Общество "Ами" в наши дни занимается культурной и просветительной деятельностью, его члены изучают иврит и идиш, проводят встречи, посвященные памятным датам еврейской истории и иудейского календаря, помогают отбирать детей для программы "НААЛЕ-16", ведут запись в сохнутовские детские лагеря; еврейская ветеранская организация насчитывает 59 чел. Много делается для благотворительных целей: организована патронажная служба, помогают неимущим, больным и наиболее нуждающимся (бесплатные обеды, продуктовые и вещевые посылки). Какое будущее ожидает евреев Речицы? Количество еврейского населения за последние 100 лет разительно изменилось (см. таблицу 3).

Сегодня в Речице еще проживают 450 евреев, не менее 300 из которых являются пенсионерами. К сожалению, самый заметный след остался на местном кладбище, да в памяти соседей-старожилов. Память мертвых время от времени тревожат антисемиты. В ночь с 15 на 16 февраля 1999 г. на еврейском кладбище в Речице повредили 24 памятника. Обелиск жертвам нацистского геноцида был расколот на части. За 6 лет это был пятый случай вандализма, два из которых были на православных кладбищах, но больше всего страдают еврейские могилы[104]. Еврейской Речицы фактически не стало, послевоенное восстановление города вытеснило тех, кто в течение столетий составлял ее гордость и славу, умножал успехи, передавал накопленную мудрость новым поколениям. В этом отношении речичане повторили судьбу земляков других местечек Белоруссии, навсегда утративших еврейский след.

 

3. Увековечение памяти жертв геноцида

 

После войны состояние большинства кладбищ и мест массовых захоронений евреев было удручающим. Они оказались заброшенными, могилы поросли травой и обвалились, ограда отсутствовала, памятные плиты похищались и использовались для хозяйственных нужд. В Поставах с еврейских могил брали песок на строительство. В Михалишках на месте захоронения протоптали дорогу, по которой ходили местные жители, здесь же паслись козы и куры. Сельсовет распорядился выкопать силосную яму / грунт из которой ссыпали прямо на могилы. Еврейское кладбище м. Свирь было расположено в лесу под старыми хвойными деревьями на берегу озера. Более половины могил раскопали, чтобы подсыпать дорогу, а то, что осталось, граничило с рыбхозом (рыбное хозяйство). Рыбаки повалили несколько надгробий и раскладывали на них огонь, когда готовили обед. В Видзах еврейское кладбище сохранилось лучше, потому что оказалось в открытом поле — в отдалении от построенной части местечка. В Лынтупах кладбище снесли, и только возле братской могилы, где были расстреляны сотни евреев, оставили два надгробия. На месте еврейского кладбища в Сиротино устроили свиноферму, но когда приезжие родственники стали жаловаться в инстанции, там построили элеватор и зернохранилище[105]. В Лядах плитами старого еврейского кладбища вымостили дорогу к скотному двору. Уничтожили еврейское кладбище в Сморгони, а надгробные плиты использовали для строительства дошкольного детского учреждения "Солнышко"[106]. В Столине одно еврейское кладбище (по ул. Домбровского, ныне ул. Горынской) снесли, на его месте устроили контору и склады городского общепита (отдела общественного питания — Л.С.), а территорию второго кладбища распахали[107]. В Ляховичах, там, где были семейные гробницы и каменные мацейвы, построили автодром и жилой дом. Еще дальше пошли в Гродно, где еврейское кладбище распахали, а надгробия с него использовали для фундамента памятника Ленину[108].

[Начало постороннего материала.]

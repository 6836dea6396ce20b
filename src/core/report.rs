//! Report generation business logic.
//!
//! Builds per-holder stock summaries with expiry and recall flags. Functions
//! return structured data; formatting helpers turn a line into display text
//! for logs and the provisioning binary.

use crate::{
    core::{batch as batch_core, inventory, medicine, party},
    entities::{batch, party::PartyRole},
    errors::Result,
};
use chrono::{Days, NaiveDate};
use sea_orm::ConnectionTrait;
use serde::Serialize;

/// Days before expiry at which stock counts as expiring soon
pub const DEFAULT_EXPIRY_WINDOW_DAYS: u64 = 90;

/// Where a batch stands relative to its expiry date.
#[derive(Debug, Clone, Copy, PartialEq, Eq, Serialize)]
#[serde(rename_all = "SCREAMING_SNAKE_CASE")]
pub enum ExpiryState {
    /// Outside the expiry window
    Fresh,
    /// Within the expiry window
    ExpiringSoon,
    /// On or past the expiry date
    Expired,
}

/// One batch a holder has on hand.
#[derive(Debug, Clone, Serialize)]
pub struct StockLine {
    /// Batch id
    pub batch_id: i64,
    /// Lot number
    pub batch_number: String,
    /// Name of the medicine
    pub medicine_name: String,
    /// Strips on hand
    pub stock: i64,
    /// Expiry date of the batch
    pub expiry_date: NaiveDate,
    /// Expires within the report window
    pub expiring_soon: bool,
    /// Already expired
    pub expired: bool,
    /// Batch is under recall
    pub recalled: bool,
}

/// Classifies an expiry date as of `today`.
///
/// A batch is expired on its expiry date and expiring soon when the expiry
/// date falls within the next `window_days` days.
#[must_use]
pub fn classify_expiry(expiry_date: NaiveDate, today: NaiveDate, window_days: u64) -> ExpiryState {
    if expiry_date <= today {
        return ExpiryState::Expired;
    }
    match today.checked_add_days(Days::new(window_days)) {
        Some(horizon) if expiry_date <= horizon => ExpiryState::ExpiringSoon,
        _ => ExpiryState::Fresh,
    }
}

/// Every batch the holder has stock of, ordered by expiry date.
///
/// For a manufacturer this is the unshipped stock of its own batches; for
/// everyone else, the non-empty rows of the inventory ledger.
pub async fn holder_stock_report<C>(
    db: &C,
    holder_id: i64,
    today: NaiveDate,
    window_days: u64,
) -> Result<Vec<StockLine>>
where
    C: ConnectionTrait,
{
    let holder = party::require_party(db, holder_id).await?;

    let mut holdings: Vec<(batch::Model, i64)> = Vec::new();
    if holder.role == PartyRole::Manufacturer {
        for batch in batch_core::list_batches_for_manufacturer(db, holder.id).await? {
            let stock = batch.current_stock;
            holdings.push((batch, stock));
        }
    } else {
        for row in inventory::list_inventory_for_holder(db, holder.id).await? {
            let batch = batch_core::require_batch(db, row.batch_id).await?;
            holdings.push((batch, row.current_stock));
        }
    }

    let mut lines = Vec::new();
    for (batch, stock) in holdings.into_iter().filter(|(_, stock)| *stock > 0) {
        let medicine = medicine::require_medicine(db, batch.medicine_id).await?;
        let state = classify_expiry(batch.expiry_date, today, window_days);
        lines.push(StockLine {
            batch_id: batch.id,
            batch_number: batch.batch_number,
            medicine_name: medicine.name,
            stock,
            expiry_date: batch.expiry_date,
            expiring_soon: state == ExpiryState::ExpiringSoon,
            expired: state == ExpiryState::Expired,
            recalled: batch.recalled,
        });
    }

    lines.sort_by(|a, b| {
        a.expiry_date
            .cmp(&b.expiry_date)
            .then_with(|| a.batch_number.cmp(&b.batch_number))
    });
    Ok(lines)
}

/// Formats a stock line, e.g. `B-100 | Calpol | 40 strips | expires 2027-01-31 [RECALLED]`.
#[must_use]
pub fn format_stock_line(line: &StockLine) -> String {
    let mut text = format!(
        "{} | {} | {} strips | expires {}",
        line.batch_number, line.medicine_name, line.stock, line.expiry_date
    );
    if line.expired {
        text.push_str(" [EXPIRED]");
    } else if line.expiring_soon {
        text.push_str(" [EXPIRING SOON]");
    }
    if line.recalled {
        text.push_str(" [RECALLED]");
    }
    text
}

В Слуцке в 1943 г. нацисты открыли публичный дом для солдат, прибываших на отдых из-под Сталинграда. Для фундамента здания использовали плиты с надгробий еврейского кладбища, а строителями сделали узников гетто, тела которых потом бросили в котлован стройки. После войны в здании разместили отделы городского Совета Слуцка. Депутаты знали эту историю, но изменить ничего не захотели, ссылаясь на отсутствие жилья, потом туда переехало одно из дошкольных учреждений[109]. В 1946 г. в Гродненской области оставалось 36 еврейских и 90 христианских кладбищ. Если за местами захоронений римско-католической веры наблюдали приходы верующих и комитет при костеле, то до иудейских кладбищ никому дела не было. Уполномоченный Совета по делам религиозных культов по Гродненской области Чиж сообщал, что еврейские кладбища находятся под угрозой исчезновения, и просил Министерство коммунального хозяйства БССР взять их под наблюдение и отпустить средства для исправления положения, но реакции чиновников на это обращение не последовало[110].

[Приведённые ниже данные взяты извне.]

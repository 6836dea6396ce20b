//! Order business logic - The buyer/seller workflow in front of a shipment.
//!
//! ```text
//! PENDING ──approve──▶ APPROVED ──ship──▶ SHIPPED ──receive──▶ DELIVERED
//!    │                    │
//!    └──────reject────────┴──▶ REJECTED
//! ```
//!
//! `DELIVERED` and `REJECTED` are terminal. Delivery happens when the buyer
//! receives the order's shipment, see `core::shipment::receive_shipment`.

use crate::{
    context::RequestContext,
    core::{
        batch as batch_core, party,
        shipment::{self, LineItem, ShipmentDetails},
    },
    entities::{
        Order, OrderItem,
        order::{self, OrderStatus},
        order_item,
    },
    errors::{Error, Result},
};
use chrono::Utc;
use sea_orm::{QueryOrder, Set, TransactionTrait, prelude::*};
use serde::Serialize;
use tracing::{info, instrument};

/// An order with its items.
#[derive(Debug, Clone, Serialize)]
pub struct OrderDetails {
    /// The order row
    pub order: order::Model,
    /// Its items in insertion order
    pub items: Vec<order_item::Model>,
}

/// Whether an order may move from `from` to `to`.
#[must_use]
pub const fn can_transition(from: OrderStatus, to: OrderStatus) -> bool {
    matches!(
        (from, to),
        (OrderStatus::Pending, OrderStatus::Approved)
            | (
                OrderStatus::Pending | OrderStatus::Approved,
                OrderStatus::Rejected
            )
            | (OrderStatus::Approved, OrderStatus::Shipped)
            | (OrderStatus::Shipped, OrderStatus::Delivered)
    )
}

fn ensure_transition(from: OrderStatus, to: OrderStatus) -> Result<()> {
    if can_transition(from, to) {
        Ok(())
    } else {
        Err(Error::InvalidTransition {
            entity: "Order",
            from: from.to_string(),
            to: to.to_string(),
        })
    }
}

async fn set_status<C>(db: &C, order: order::Model, to: OrderStatus) -> Result<order::Model>
where
    C: ConnectionTrait,
{
    ensure_transition(order.status, to)?;

    let mut active: order::ActiveModel = order.into();
    active.status = Set(to);
    active.updated_at = Set(Utc::now());
    let updated = active.update(db).await?;

    info!("Order {} is now {}", updated.id, updated.status);
    Ok(updated)
}

/// Places an order from the caller to `seller_id`.
///
/// Items are priced at each batch's wholesale price per unit. Stock is not
/// reserved; it is checked when the seller ships.
#[allow(clippy::cast_precision_loss)]
#[instrument(skip(db))]
pub async fn place_order(
    db: &DatabaseConnection,
    ctx: &RequestContext,
    seller_id: i64,
    lines: Vec<LineItem>,
) -> Result<OrderDetails> {
    shipment::validate_lines(&lines)?;

    let txn = db.begin().await?;

    let buyer = party::require_party(&txn, ctx.party_id).await?;
    ctx.require_role(buyer.role)?;
    let seller = party::require_party(&txn, seller_id).await?;
    shipment::ensure_downstream(&seller, &buyer)?;

    let mut priced = Vec::with_capacity(lines.len());
    let mut total_amount = 0.0;
    for line in &lines {
        let batch = batch_core::require_batch(&txn, line.batch_id).await?;
        batch_core::ensure_not_recalled(&batch)?;
        total_amount += batch.price_per_unit * line.quantity as f64;
        priced.push((line, batch.price_per_unit));
    }

    let now = Utc::now();
    let order = order::ActiveModel {
        buyer_id: Set(buyer.id),
        seller_id: Set(seller.id),
        status: Set(OrderStatus::Pending),
        total_amount: Set(total_amount),
        created_at: Set(now),
        updated_at: Set(now),
        ..Default::default()
    }
    .insert(&txn)
    .await?;

    let mut items = Vec::with_capacity(priced.len());
    for (line, unit_price) in priced {
        let item = order_item::ActiveModel {
            order_id: Set(order.id),
            batch_id: Set(line.batch_id),
            quantity: Set(line.quantity),
            unit_price: Set(unit_price),
            ..Default::default()
        }
        .insert(&txn)
        .await?;
        items.push(item);
    }

    txn.commit().await?;

    info!(
        "{} placed order {} with {} for {:.2}",
        buyer.name, order.id, seller.name, order.total_amount
    );
    Ok(OrderDetails { order, items })
}

/// Approves a pending order. Seller only.
#[instrument(skip(db))]
pub async fn approve_order(
    db: &DatabaseConnection,
    ctx: &RequestContext,
    order_id: i64,
) -> Result<order::Model> {
    let order = require_order(db, order_id).await?;
    ctx.require_party(order.seller_id, "seller of this order")?;
    set_status(db, order, OrderStatus::Approved).await
}

/// Rejects a pending or approved order. Seller only.
#[instrument(skip(db))]
pub async fn reject_order(
    db: &DatabaseConnection,
    ctx: &RequestContext,
    order_id: i64,
) -> Result<order::Model> {
    let order = require_order(db, order_id).await?;
    ctx.require_party(order.seller_id, "seller of this order")?;
    set_status(db, order, OrderStatus::Rejected).await
}

/// Ships an approved order: dispatches all of its items to the buyer in one
/// shipment linked to the order.
#[instrument(skip(db))]
pub async fn ship_order(
    db: &DatabaseConnection,
    ctx: &RequestContext,
    order_id: i64,
    location: Option<String>,
) -> Result<ShipmentDetails> {
    let txn = db.begin().await?;

    let order = require_order(&txn, order_id).await?;
    ctx.require_party(order.seller_id, "seller of this order")?;
    ensure_transition(order.status, OrderStatus::Shipped)?;

    let seller = party::require_party(&txn, order.seller_id).await?;
    let buyer = party::require_party(&txn, order.buyer_id).await?;
    let lines: Vec<LineItem> = order_items(&txn, order.id)
        .await?
        .into_iter()
        .map(|item| LineItem {
            batch_id: item.batch_id,
            quantity: item.quantity,
        })
        .collect();

    let details =
        shipment::dispatch_lines(&txn, &seller, &buyer, Some(order.id), &lines, location).await?;
    set_status(&txn, order, OrderStatus::Shipped).await?;

    txn.commit().await?;
    Ok(details)
}

/// Marks a shipped order delivered. Called when its shipment is received.
pub(crate) async fn mark_delivered<C>(db: &C, order_id: i64) -> Result<order::Model>
where
    C: ConnectionTrait,
{
    let order = require_order(db, order_id).await?;
    set_status(db, order, OrderStatus::Delivered).await
}

/// Finds an order by id, failing with `NotFound` if it does not exist.
pub async fn require_order<C>(db: &C, order_id: i64) -> Result<order::Model>
where
    C: ConnectionTrait,
{
    Order::find_by_id(order_id)
        .one(db)
        .await?
        .ok_or_else(|| Error::not_found("Order", order_id))
}

/// An order together with its items.
pub async fn get_order<C>(db: &C, order_id: i64) -> Result<OrderDetails>
where
    C: ConnectionTrait,
{
    let order = require_order(db, order_id).await?;
    let items = order_items(db, order.id).await?;
    Ok(OrderDetails { order, items })
}

/// Items of an order in insertion order.
pub async fn order_items<C>(db: &C, order_id: i64) -> Result<Vec<order_item::Model>>
where
    C: ConnectionTrait,
{
    OrderItem::find()
        .filter(order_item::Column::OrderId.eq(order_id))
        .order_by_asc(order_item::Column::Id)
        .all(db)
        .await
        .map_err(Into::into)
}

/// Orders a party placed, newest first.
pub async fn list_orders_for_buyer<C>(db: &C, buyer_id: i64) -> Result<Vec<order::Model>>
where
    C: ConnectionTrait,
{
    Order::find()
        .filter(order::Column::BuyerId.eq(buyer_id))
        .order_by_desc(order::Column::Id)
        .all(db)
        .await
        .map_err(Into::into)
}

/// Orders addressed to a seller, newest first.
pub async fn list_orders_for_seller<C>(db: &C, seller_id: i64) -> Result<Vec<order::Model>>
where
    C: ConnectionTrait,
{
    Order::find()
        .filter(order::Column::SellerId.eq(seller_id))
        .order_by_desc(order::Column::Id)
        .all(db)
        .await
        .map_err(Into::into)
}

#[cfg(test)]
mod tests {
    #![allow(clippy::unwrap_used)]
    #![allow(clippy::float_cmp)]
    use super::*;
    use crate::core::{inventory, invoice};
    use crate::entities::shipment::ShipmentStatus;
    use crate::test_utils::*;
    use sea_orm::Iterable;

    fn line(batch_id: i64, quantity: i64) -> Vec<LineItem> {
        vec![LineItem { batch_id, quantity }]
    }

    #[test]
    fn test_transition_table() {
        use OrderStatus::{Approved, Delivered, Pending, Rejected, Shipped};

        let allowed = [
            (Pending, Approved),
            (Pending, Rejected),
            (Approved, Rejected),
            (Approved, Shipped),
            (Shipped, Delivered),
        ];
        for from in OrderStatus::iter() {
            for to in OrderStatus::iter() {
                assert_eq!(
                    can_transition(from, to),
                    allowed.contains(&(from, to)),
                    "{from} -> {to}"
                );
            }
        }
    }

    #[tokio::test]
    async fn test_order_lifecycle_issues_invoice() -> Result<()> {
        let (db, manufacturer, distributor, _) = setup_supply_chain().await?;
        let batch = create_test_batch(&db, &manufacturer, "B-ORD", 50).await?;

        let placed =
            place_order(&db, &ctx_for(&distributor), manufacturer.id, line(batch.id, 20)).await?;
        assert_eq!(placed.order.status, OrderStatus::Pending);
        assert_eq!(placed.order.total_amount, 20.0 * batch.price_per_unit);
        assert_eq!(placed.items[0].unit_price, batch.price_per_unit);

        let approved = approve_order(&db, &ctx_for(&manufacturer), placed.order.id).await?;
        assert_eq!(approved.status, OrderStatus::Approved);

        let shipped = ship_order(&db, &ctx_for(&manufacturer), placed.order.id, None).await?;
        assert_eq!(shipped.shipment.order_id, Some(placed.order.id));
        assert_eq!(
            require_order(&db, placed.order.id).await?.status,
            OrderStatus::Shipped
        );

        let receipt =
            shipment::receive_shipment(&db, &ctx_for(&distributor), shipped.shipment.id).await?;
        assert_eq!(receipt.shipment.status, ShipmentStatus::Delivered);
        let issued = receipt.invoice.unwrap();
        assert_eq!(issued.order_id, placed.order.id);
        assert_eq!(issued.amount, placed.order.total_amount);
        assert!(issued.invoice_number.starts_with("INV-"));
        assert!(issued.invoice_number.ends_with(&format!("{:06}", placed.order.id)));

        assert_eq!(
            require_order(&db, placed.order.id).await?.status,
            OrderStatus::Delivered
        );
        assert_eq!(
            inventory::get_inventory(&db, distributor.id, batch.id)
                .await?
                .unwrap()
                .current_stock,
            20
        );
        let details = get_order(&db, placed.order.id).await?;
        assert_eq!(details.order.status, OrderStatus::Delivered);
        assert_eq!(details.items, placed.items);

        let found =
            invoice::require_invoice_by_number(&db, &format!(" {} ", issued.invoice_number))
                .await?;
        assert_eq!(found, issued);
        assert_eq!(
            invoice::list_invoices_for_party(&db, manufacturer.id).await?,
            vec![issued]
        );

        Ok(())
    }

    #[tokio::test]
    async fn test_only_seller_moves_the_order() -> Result<()> {
        let (db, manufacturer, distributor, _) = setup_supply_chain().await?;
        let batch = create_test_batch(&db, &manufacturer, "B-SELLER", 5).await?;
        let placed =
            place_order(&db, &ctx_for(&distributor), manufacturer.id, line(batch.id, 1)).await?;

        let result = approve_order(&db, &ctx_for(&distributor), placed.order.id).await;
        assert!(matches!(result.unwrap_err(), Error::Unauthorized { .. }));
        let result = ship_order(&db, &ctx_for(&distributor), placed.order.id, None).await;
        assert!(matches!(result.unwrap_err(), Error::Unauthorized { .. }));

        Ok(())
    }

    #[tokio::test]
    async fn test_invalid_transitions_rejected() -> Result<()> {
        let (db, manufacturer, distributor, _) = setup_supply_chain().await?;
        let batch = create_test_batch(&db, &manufacturer, "B-FSM", 5).await?;
        let seller = ctx_for(&manufacturer);
        let placed =
            place_order(&db, &ctx_for(&distributor), manufacturer.id, line(batch.id, 1)).await?;

        // Cannot ship before approval
        let result = ship_order(&db, &seller, placed.order.id, None).await;
        assert!(matches!(result.unwrap_err(), Error::InvalidTransition { .. }));
        assert_eq!(batch_core::require_batch(&db, batch.id).await?.current_stock, 5);

        reject_order(&db, &seller, placed.order.id).await?;
        let result = approve_order(&db, &seller, placed.order.id).await;
        assert!(matches!(result.unwrap_err(), Error::InvalidTransition { .. }));

        let second =
            place_order(&db, &ctx_for(&distributor), manufacturer.id, line(batch.id, 1)).await?;
        approve_order(&db, &seller, second.order.id).await?;
        ship_order(&db, &seller, second.order.id, None).await?;
        let result = reject_order(&db, &seller, second.order.id).await;
        assert!(matches!(result.unwrap_err(), Error::InvalidTransition { .. }));

        assert_eq!(list_orders_for_buyer(&db, distributor.id).await?.len(), 2);
        assert_eq!(list_orders_for_seller(&db, manufacturer.id).await?.len(), 2);

        Ok(())
    }

    #[tokio::test]
    async fn test_place_order_validation() -> Result<()> {
        let (db, manufacturer, distributor, retailer) = setup_supply_chain().await?;
        let batch = create_test_batch(&db, &manufacturer, "B-PLACE", 5).await?;

        let result = place_order(&db, &ctx_for(&distributor), manufacturer.id, vec![]).await;
        assert!(matches!(result.unwrap_err(), Error::Validation { .. }));

        // Orders go upstream: a distributor cannot order from a retailer
        let result =
            place_order(&db, &ctx_for(&distributor), retailer.id, line(batch.id, 1)).await;
        assert!(matches!(result.unwrap_err(), Error::Validation { .. }));

        let result = place_order(&db, &ctx_for(&distributor), manufacturer.id, line(999, 1)).await;
        assert!(matches!(
            result.unwrap_err(),
            Error::NotFound { entity: "Batch", .. }
        ));

        recall_test_batch(&db, &manufacturer, batch.id).await?;
        let result =
            place_order(&db, &ctx_for(&distributor), manufacturer.id, line(batch.id, 1)).await;
        assert!(matches!(result.unwrap_err(), Error::BatchRecalled { .. }));

        Ok(())
    }

    #[tokio::test]
    async fn test_ship_order_needs_seller_stock() -> Result<()> {
        let (db, manufacturer, distributor, retailer) = setup_supply_chain().await?;
        let batch = create_test_batch(&db, &manufacturer, "B-EMPTY", 5).await?;
        ship_and_receive(&db, &manufacturer, &distributor, batch.id, 2).await?;

        let placed =
            place_order(&db, &ctx_for(&retailer), distributor.id, line(batch.id, 3)).await?;
        approve_order(&db, &ctx_for(&distributor), placed.order.id).await?;

        let result = ship_order(&db, &ctx_for(&distributor), placed.order.id, None).await;
        assert!(matches!(result.unwrap_err(), Error::InsufficientStock { .. }));
        assert_eq!(
            require_order(&db, placed.order.id).await?.status,
            OrderStatus::Approved
        );

        Ok(())
    }
}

В Белоруссии сохранились кварталы или здания, превращенные в гетто. Таковыми были улицы Островского, Немига и Освобождения в Минске. В Пружанах — квартал вокруг бывшей синагоги, в Речице — здание бывшей еврейской школы. Когда город набирался сил, бывшие гетто сносили вместе с могилами жертв Катастрофы, а на их месте разбивали парк или строили стадион. Еврейские захоронения не были отмечены. Долго безымянными оставались места массовых убийств в лагерях смерти Озаричи в Гомельской области, на Бронной горе и в Колдычево Брестской области, в Малом Тростенце под Минском, в Витебске и Гомеле, Волковыске, Калинковичах и многих других местах. Реальной стала угроза существованию захоронения в Коссово Брестской области, которое хотели превратить в песчаный карьер, Жабинке, Олыпанах (Столинский район). В Новоельне (Дятловский район) на месте братской могилы устроили склад. Такое же положение существовало в Мозыре, Снове (Несвижский район), Столине, Пинске и Жировичах (Слонимский район), Ишкольди (Барановичский район).

В тех случаях, когда местная администрация соглашалась установить стандартные памятники, слово "евреи" заменяли на абстрактное "мирные жители" или "советские граждане". Когда евреи проявляли инициативу увековечения памяти своих родных (Наровля, Червень, Шарковщизна, Дятлово), власти отказывались установить над ними государственную опеку и предпринимали энергичные попытки заставить отказаться от слов "еврей" и "гетто", надписей на идиш, не говоря уже об иврите. Памятники с надписями на идиш были очень немногочисленными: Минск, Бобруйск, Речица, Узляны Пуховичского района. Отношение властей к проведению траурных еврейских мероприятий в День поминовения было противоречивым. С одной стороны, они осуждали варварство нацистов, с другой, были озабочены, что это вызовет у евреев отклик. Упоминание о гибели людей из-за своего еврейства могло спровоцировать неожиданные действия.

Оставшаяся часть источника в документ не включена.